To do
Bring together all lines of the material below that contain the string "ShardRange".

Study material

use super::{ClusterError, Result};
use serde::{Deserialize, Serialize};
use serde_json::{Map, Value};
use std::collections::{BTreeMap, BTreeSet};

/// Label of one cluster member, e.g. `couchdb@10.0.0.1`.
pub type NodeName = String;

/// Keyspace partition key, e.g. `00000000-7fffffff`.
pub type ShardRange = String;

#[derive(Debug, Clone, PartialEq, Eq, Serialize, Deserialize)]
#[serde(from = "String", into = "String")]
pub enum ChangeAction {
    Add,
    Delete,
    /// Any other action, written back verbatim.
    Other(String),
}

impl From<String> for ChangeAction {
    fn from(action: String) -> Self {
        match action.as_str() {
            "add" => ChangeAction::Add,
            "delete" => ChangeAction::Delete,
            _ => ChangeAction::Other(action),
        }
    }
}

impl From<ChangeAction> for String {
    fn from(action: ChangeAction) -> Self {
        match action {
            ChangeAction::Add => "add".to_string(),
            ChangeAction::Delete => "delete".to_string(),
            ChangeAction::Other(action) => action,
        }
    }
}

/// One ownership mutation, stored on the wire as `[action, range, node]`.
#[derive(Debug, Clone, PartialEq, Eq, Serialize, Deserialize)]
pub struct ChangelogEntry(pub ChangeAction, pub ShardRange, pub NodeName);

impl ChangelogEntry {
    pub fn add(range: impl Into<ShardRange>, node: impl Into<NodeName>) -> Self {
        Self(ChangeAction::Add, range.into(), node.into())
    }
}

/// Shard map of one database as kept in the node-local `_dbs` database.
///
/// Only the ownership fields are typed. Everything else the store keeps in
/// the document (`_id`, `_rev`, `shard_suffix`, `props`, ...) lives in
/// `extra` and is written back untouched.
#[derive(Debug, Clone, PartialEq, Default, Serialize, Deserialize)]
pub struct ShardMapDocument {
    #[serde(default)]
    pub by_node: BTreeMap<NodeName, Vec<ShardRange>>,
    #[serde(default)]
    pub by_range: BTreeMap<ShardRange, Vec<NodeName>>,
    #[serde(default)]
    pub changelog: Vec<ChangelogEntry>,
    #[serde(flatten)]
    pub extra: Map<String, Value>,
}

impl ShardMapDocument {
    pub fn new() -> Self {
        Self::default()
    }

    /// Assigns `range` to `nodes`, keeping `by_node` in step.
    pub fn with_assignment(mut self, range: &str, nodes: &[&str]) -> Self {
        for node in nodes {
            let ranges = self.by_node.entry(node.to_string()).or_default();
            if !ranges.iter().any(|r| r == range) {
                ranges.push(range.to_string());
                ranges.sort();
            }
            self.changelog.push(ChangelogEntry::add(range, *node));
        }
        self.by_range
            .insert(range.to_string(), nodes.iter().map(|n| n.to_string()).collect());
        self
    }

    /// Decodes a raw document fetched for database `db` and validates it.
    pub fn from_json(db: &str, raw: Value) -> Result<Self> {
        let doc: Self = serde_json::from_value(raw)
            .map_err(|err| ClusterError::InvalidDocument(db.to_string(), err.to_string()))?;
        doc.validate(db)?;
        Ok(doc)
    }

    pub fn to_json(&self) -> Result<Value> {
        Ok(serde_json::to_value(self)?)
    }

    fn validate(&self, db: &str) -> Result<()> {
        if self.by_range.is_empty() {
            return Err(ClusterError::InvalidDocument(
                db.to_string(),
                "by_range is empty".to_string(),
            ));
        }
        if let Some((range, _)) = self.by_range.iter().find(|(_, nodes)| nodes.is_empty()) {
            return Err(ClusterError::InvalidDocument(
                db.to_string(),
                format!("range {} has no owner", range),
            ));
        }
        Ok(())
    }

    pub fn shard_ranges(&self) -> Vec<ShardRange> {
        self.by_range.keys().cloned().collect()
    }

    pub fn shard_count(&self) -> usize {
        self.by_range.len()
    }

    /// Every node that owns at least one range, from either index.
    pub fn node_set(&self) -> BTreeSet<NodeName> {
        self.by_node
            .keys()
            .cloned()
            .chain(self.by_range.values().flatten().cloned())
            .collect()
    }

    /// Checks that `by_node` and `by_range` describe the same ownership.
    pub fn check_consistency(&self) -> Result<()> {
        let from_nodes: BTreeSet<(&str, &str)> = self
            .by_node
            .iter()
            .flat_map(|(node, ranges)| ranges.iter().map(move |r| (r.as_str(), node.as_str())))
            .collect();
        let from_ranges: BTreeSet<(&str, &str)> = self
            .by_range
            .iter()
            .flat_map(|(range, nodes)| nodes.iter().map(move |n| (range.as_str(), n.as_str())))
            .collect();

        if from_nodes != from_ranges {
            let id = self
                .extra
                .get("_id")
                .and_then(Value::as_str)
                .unwrap_or("<unnamed>");
            return Err(ClusterError::InvalidDocument(
                id.to_string(),
                "by_node and by_range disagree".to_string(),
            ));
        }
        Ok(())
    }
}

/// Response of the store's root info probe.
#[derive(Debug, Clone, PartialEq, Eq, Serialize, Deserialize)]
pub struct ServerInfo {
    #[serde(default)]
    pub couchdb: String,
    #[serde(default)]
    pub version: Option<String>,
}

/// Nodes known to the cluster (`cluster_nodes`) and the ones currently
/// connected (`all_nodes`).
#[derive(Debug, Clone, PartialEq, Eq, Default, Serialize, Deserialize)]
pub struct Membership {
    #[serde(default)]
    pub all_nodes: Vec<NodeName>,
    #[serde(default)]
    pub cluster_nodes: Vec<NodeName>,
}

impl Membership {
    /// Members of `cluster_nodes` that are not currently connected.
    pub fn offline_nodes(&self) -> Vec<NodeName> {
        self.cluster_nodes
            .iter()
            .filter(|node| !self.all_nodes.contains(node))
            .cloned()
            .collect()
    }
}

/// Sharding parameters from the `[cluster]` config section.
#[derive(Debug, Clone, Copy, PartialEq, Eq)]
pub struct ClusterSettings {
    /// Shard count per database.
    pub q: usize,
    /// Replica count per shard.
    pub n: usize,
}

impl ClusterSettings {
    /// Parses the config section, whose values the store reports as strings.
    pub fn from_json(raw: &Value) -> Result<Self> {
        let field = |name: &str| -> Result<usize> {
            let value = raw.get(name).ok_or_else(|| {
                ClusterError::InvalidConfig(format!("cluster config has no '{}'", name))
            })?;
            let parsed = match value {
                Value::String(text) => text.trim().parse::<usize>().ok(),
                Value::Number(number) => number.as_u64().map(|n| n as usize),
                _ => None,
            };
            parsed.filter(|n| *n > 0).ok_or_else(|| {
                ClusterError::InvalidConfig(format!(
                    "cluster config '{}' is not a positive integer: {}",
                    name, value
                ))
            })
        };
        Ok(Self {
            q: field("q")?,
            n: field("n")?,
        })
    }
}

Response
pub type ShardRange = String;
pub struct ChangelogEntry(pub ChangeAction, pub ShardRange, pub NodeName);
    pub fn add(range: impl Into<ShardRange>, node: impl Into<NodeName>) -> Self {
    pub by_node: BTreeMap<NodeName, Vec<ShardRange>>,
    pub by_range: BTreeMap<ShardRange, Vec<NodeName>>,
    pub fn shard_ranges(&self) -> Vec<ShardRange> {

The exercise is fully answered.